#### Task brief:
Each entry below should be retyped exactly, with nothing omitted.

#### Data extracts:
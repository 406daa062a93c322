use std::sync::mpsc;

use crate::PipelineEvent;

pub trait ProgressSink: Send + Sync {
    fn emit(&self, event: PipelineEvent);
}

/// Discards every event.
#[derive(Debug, Default, Clone, Copy)]
pub struct NullSink;

impl ProgressSink for NullSink {
    fn emit(&self, _event: PipelineEvent) {}
}

pub struct ChannelProgressSink {
    tx: mpsc::Sender<PipelineEvent>,
}

impl ChannelProgressSink {
    pub fn new(tx: mpsc::Sender<PipelineEvent>) -> Self {
        Self { tx }
    }
}

impl ProgressSink for ChannelProgressSink {
    fn emit(&self, event: PipelineEvent) {
        let _ = self.tx.send(event);
    }
}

#### Expected answer:
repository 406daa062a93c322
use std::sync::mpsc;

use crate::PipelineEvent;

pub trait ProgressSink: Send + Sync {
    fn emit(&self, event: PipelineEvent);
}

/// Discards every event.
#[derive(Debug, Default, Clone, Copy)]
pub struct NullSink;

impl ProgressSink for NullSink {
    fn emit(&self, _event: PipelineEvent) {}
}

pub struct ChannelProgressSink {
    tx: mpsc::Sender<PipelineEvent>,
}

impl ChannelProgressSink {
    pub fn new(tx: mpsc::Sender<PipelineEvent>) -> Self {
        Self { tx }
    }
}

impl ProgressSink for ChannelProgressSink {
    fn emit(&self, event: PipelineEvent) {
        let _ = self.tx.send(event);
    }
}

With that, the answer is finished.